== What you have to do ==
Exactly as written, copy the lines that run from the start of the data below to the line containing "pub enum Source", both ends included.

--- Records ---

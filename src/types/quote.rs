use std::fmt;
use std::str::FromStr;

use chrono::NaiveDate;
use serde::{Deserialize, Serialize};
use serde_json::Value;
use thiserror::Error;

use crate::types::identifiers::normalize;

/// A single quote as stored in a collection.
///
/// `source` is deliberately absent: provenance is attached by the pool
/// composer and never persisted.
#[derive(Debug, Clone, PartialEq, Eq, Serialize, Deserialize)]
pub struct QuoteRecord {
    pub text: String,
    pub author: String,
    pub tag: String,
    #[serde(default, skip_serializing_if = "Option::is_none")]
    pub orig_tag: Option<String>,
}

impl QuoteRecord {
    pub fn new(text: impl Into<String>, author: impl Into<String>, tag: impl Into<String>) -> Self {
        Self {
            text: text.into(),
            author: author.into(),
            tag: tag.into(),
            orig_tag: None,
        }
    }

    pub fn normalized_tag(&self) -> String {
        normalize(&self.tag)
    }

    /// Build a record from a loosely-typed value that already passed the
    /// content policy. The tag is stored in normalized form.
    ///
    /// Returns `None` if the value is not a mapping with string `text`,
    /// `author` and `tag` fields.
    pub fn from_validated(value: &Value) -> Option<Self> {
        let obj = value.as_object()?;
        let text = obj.get("text")?.as_str()?;
        let author = obj.get("author")?.as_str()?;
        let tag = obj.get("tag")?.as_str()?;
        let orig_tag = obj.get("orig_tag").and_then(Value::as_str).map(str::to_string);

        Some(Self {
            text: text.to_string(),
            author: author.to_string(),
            tag: normalize(tag),
            orig_tag,
        })
    }
}

/// Where a pooled quote came from.
#[derive(Debug, Clone, Copy, PartialEq, Eq, Serialize, Deserialize)]
pub enum Source {
    #[serde(rename = "built-in")]
    BuiltIn,
    #[serde(rename = "approved")]
    Approved,
}

impl Source {
    pub fn as_str(&self) -> &'static str {
        match self {
            Source::BuiltIn => "built-in",
            Source::Approved => "approved",
        }
    }
}

/// Named subset of the pool. `Both` is the wildcard.
#[derive(Debug, Clone, Copy, PartialEq, Eq, Hash, Default, Serialize, Deserialize)]
#[serde(rename_all = "lowercase")]
pub enum Feed {
    #[default]
    Bible,
    Community,
    Both,
}

impl Feed {
    pub fn as_str(&self) -> &'static str {
        match self {
            Feed::Bible => "bible",
            Feed::Community => "community",
            Feed::Both => "both",
        }
    }

    /// Whether a record with this normalized tag belongs to the feed.
    pub fn admits(&self, normalized_tag: &str) -> bool {
        match self {
            Feed::Both => true,
            other => other.as_str() == normalized_tag,
        }
    }
}

impl fmt::Display for Feed {
    fn fmt(&self, f: &mut fmt::Formatter<'_>) -> fmt::Result {
        f.write_str(self.as_str())
    }
}

#[derive(Debug, Error)]
#[error("Unknown feed: '{0}' (expected bible, community or both)")]
pub struct UnknownFeed(pub String);

impl FromStr for Feed {
    type Err = UnknownFeed;

    fn from_str(s: &str) -> Result<Self, Self::Err> {
        match normalize(s).as_str() {
            "bible" => Ok(Feed::Bible),
            "community" => Ok(Feed::Community),
            "both" => Ok(Feed::Both),
            _ => Err(UnknownFeed(s.to_string())),
        }
    }
}

/// Internal: a record in a composed pool, borrowing from its collection.
#[derive(Debug, Clone, Copy, PartialEq)]
pub struct PooledQuote<'a> {
    pub record: &'a QuoteRecord,
    pub source: Source,
}

/// A quote resolved for one calendar date. Fully owned and serializable.
#[derive(Debug, Clone, PartialEq, Serialize, Deserialize)]
pub struct DailyQuote {
    pub date: NaiveDate,
    pub tz: String,
    pub text: String,
    pub author: String,
    pub tag: String,
    pub source: Source,
}

impl DailyQuote {
    pub fn from_pooled(date: NaiveDate, tz: impl Into<String>, pooled: &PooledQuote<'_>) -> Self {
        Self {
            date,
            tz: tz.into(),
            text: pooled.record.text.clone(),
            author: pooled.record.author.clone(),
            tag: pooled.record.tag.clone(),
            source: pooled.source,
        }
    }
}

/// A run of consecutive daily quotes.
#[derive(Debug, Clone, PartialEq, Serialize, Deserialize)]
pub struct FeedPage {
    pub tz: String,
    pub days: u32,
    pub feed: Feed,
    pub items: Vec<DailyQuote>,
}
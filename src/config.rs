use std::collections::BTreeSet;
use std::fmt;
use std::path::{Path, PathBuf};
use std::str::FromStr;

use serde::{Deserialize, Serialize};
use thiserror::Error;

#[derive(Debug, Error)]
pub enum ConfigError {
    #[error("IO error: {0}")]
    Io(#[from] std::io::Error),
    #[error("Serialization error: {0}")]
    Serialization(#[from] serde_json::Error),
    #[error("Unknown selection strategy: '{0}' (expected ordinal or date-hash)")]
    InvalidStrategy(String),
}

/// The 66 canonical book names, lowercase, single-spaced.
pub const CANONICAL_BOOKS: [&str; 66] = [
    "genesis", "exodus", "leviticus", "numbers", "deuteronomy",
    "joshua", "judges", "ruth", "1 samuel", "2 samuel",
    "1 kings", "2 kings", "1 chronicles", "2 chronicles",
    "ezra", "nehemiah", "esther", "job", "psalms", "proverbs",
    "ecclesiastes", "song of solomon", "isaiah", "jeremiah",
    "lamentations", "ezekiel", "daniel", "hosea", "joel",
    "amos", "obadiah", "jonah", "micah", "nahum", "habakkuk",
    "zephaniah", "haggai", "zechariah", "malachi",
    "matthew", "mark", "luke", "john", "acts",
    "romans", "1 corinthians", "2 corinthians",
    "galatians", "ephesians", "philippians",
    "colossians", "1 thessalonians", "2 thessalonians",
    "1 timothy", "2 timothy", "titus", "philemon",
    "hebrews", "james",
    "1 peter", "2 peter",
    "1 john", "2 john", "3 john",
    "jude", "revelation",
];

pub const BIBLE_TAG: &str = "bible";
pub const COMMUNITY_TAG: &str = "community";

// Immutable reference data for the content policy.
// Serializable, comparable, explicit defaults.
#[derive(Debug, Clone, PartialEq, Eq, Serialize, Deserialize)]
#[serde(default)]
pub struct PolicyConfig {
    pub min_text_chars: usize,
    pub max_text_chars: usize,
    pub max_author_chars: usize,
    /// Minimum number of letters before the all-caps heuristic applies.
    pub shout_min_letters: usize,
    /// Token count that must be exceeded before the repetition heuristic applies.
    pub repetition_token_threshold: usize,
    pub repetition_max_distinct: usize,
    pub banned_phrases: BTreeSet<String>,
    pub allowed_tags: BTreeSet<String>,
    pub scripture_books: BTreeSet<String>,
}

impl PolicyConfig {
    pub fn v0() -> Self {
        Self {
            min_text_chars: 4,
            max_text_chars: 500,
            max_author_chars: 120,
            shout_min_letters: 6,
            repetition_token_threshold: 6,
            repetition_max_distinct: 3,
            banned_phrases: ["kill yourself", "suicide"].into_iter().map(String::from).collect(),
            allowed_tags: [BIBLE_TAG, COMMUNITY_TAG].into_iter().map(String::from).collect(),
            scripture_books: CANONICAL_BOOKS.into_iter().map(String::from).collect(),
        }
    }

    pub fn from_json_str(s: &str) -> Result<Self, ConfigError> {
        Ok(serde_json::from_str(s)?)
    }

    pub fn from_path(path: &Path) -> Result<Self, ConfigError> {
        let f = std::fs::File::open(path)?;
        Ok(serde_json::from_reader(f)?)
    }
}

impl Default for PolicyConfig {
    fn default() -> Self {
        Self::v0()
    }
}

/// Which date-to-index mapping the selector uses.
#[derive(Debug, Clone, Copy, PartialEq, Eq, Default, Serialize, Deserialize)]
#[serde(rename_all = "kebab-case")]
pub enum StrategyKind {
    #[default]
    Ordinal,
    DateHash,
}

impl fmt::Display for StrategyKind {
    fn fmt(&self, f: &mut fmt::Formatter<'_>) -> fmt::Result {
        match self {
            StrategyKind::Ordinal => f.write_str("ordinal"),
            StrategyKind::DateHash => f.write_str("date-hash"),
        }
    }
}

impl FromStr for StrategyKind {
    type Err = ConfigError;

    fn from_str(s: &str) -> Result<Self, Self::Err> {
        match s.trim().to_lowercase().as_str() {
            "ordinal" => Ok(StrategyKind::Ordinal),
            "date-hash" | "hash" => Ok(StrategyKind::DateHash),
            _ => Err(ConfigError::InvalidStrategy(s.to_string())),
        }
    }
}

/// Host-facing settings: where collections live and how distribution behaves.
#[derive(Debug, Clone, PartialEq, Eq, Serialize, Deserialize)]
#[serde(default)]
pub struct ServiceConfig {
    pub approved_path: PathBuf,
    pub rejected_path: PathBuf,
    pub strategy: StrategyKind,
    pub default_tz: String,
    pub max_feed_days: u32,
    pub policy: PolicyConfig,
}

impl ServiceConfig {
    pub fn from_json_str(s: &str) -> Result<Self, ConfigError> {
        Ok(serde_json::from_str(s)?)
    }

    pub fn from_path(path: &Path) -> Result<Self, ConfigError> {
        let f = std::fs::File::open(path)?;
        Ok(serde_json::from_reader(f)?)
    }
}

impl Default for ServiceConfig {
    fn default() -> Self {
        Self {
            approved_path: PathBuf::from("quotes_approved.json"),
            rejected_path: PathBuf::from("quotes_rejected.json"),
            strategy: StrategyKind::Ordinal,
            default_tz: "UTC".into(),
            max_feed_days: 31,
            policy: PolicyConfig::v0(),
        }
    }
}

---

== Output for this task ==
filename src/types/quote.rs
use std::fmt;
use std::str::FromStr;

use chrono::NaiveDate;
use serde::{Deserialize, Serialize};
use serde_json::Value;
use thiserror::Error;

use crate::types::identifiers::normalize;

/// A single quote as stored in a collection.
///
/// `source` is deliberately absent: provenance is attached by the pool
/// composer and never persisted.
#[derive(Debug, Clone, PartialEq, Eq, Serialize, Deserialize)]
pub struct QuoteRecord {
    pub text: String,
    pub author: String,
    pub tag: String,
    #[serde(default, skip_serializing_if = "Option::is_none")]
    pub orig_tag: Option<String>,
}

impl QuoteRecord {
    pub fn new(text: impl Into<String>, author: impl Into<String>, tag: impl Into<String>) -> Self {
        Self {
            text: text.into(),
            author: author.into(),
            tag: tag.into(),
            orig_tag: None,
        }
    }

    pub fn normalized_tag(&self) -> String {
        normalize(&self.tag)
    }

    /// Build a record from a loosely-typed value that already passed the
    /// content policy. The tag is stored in normalized form.
    ///
    /// Returns `None` if the value is not a mapping with string `text`,
    /// `author` and `tag` fields.
    pub fn from_validated(value: &Value) -> Option<Self> {
        let obj = value.as_object()?;
        let text = obj.get("text")?.as_str()?;
        let author = obj.get("author")?.as_str()?;
        let tag = obj.get("tag")?.as_str()?;
        let orig_tag = obj.get("orig_tag").and_then(Value::as_str).map(str::to_string);

        Some(Self {
            text: text.to_string(),
            author: author.to_string(),
            tag: normalize(tag),
            orig_tag,
        })
    }
}

/// Where a pooled quote came from.
#[derive(Debug, Clone, Copy, PartialEq, Eq, Serialize, Deserialize)]
pub enum Source {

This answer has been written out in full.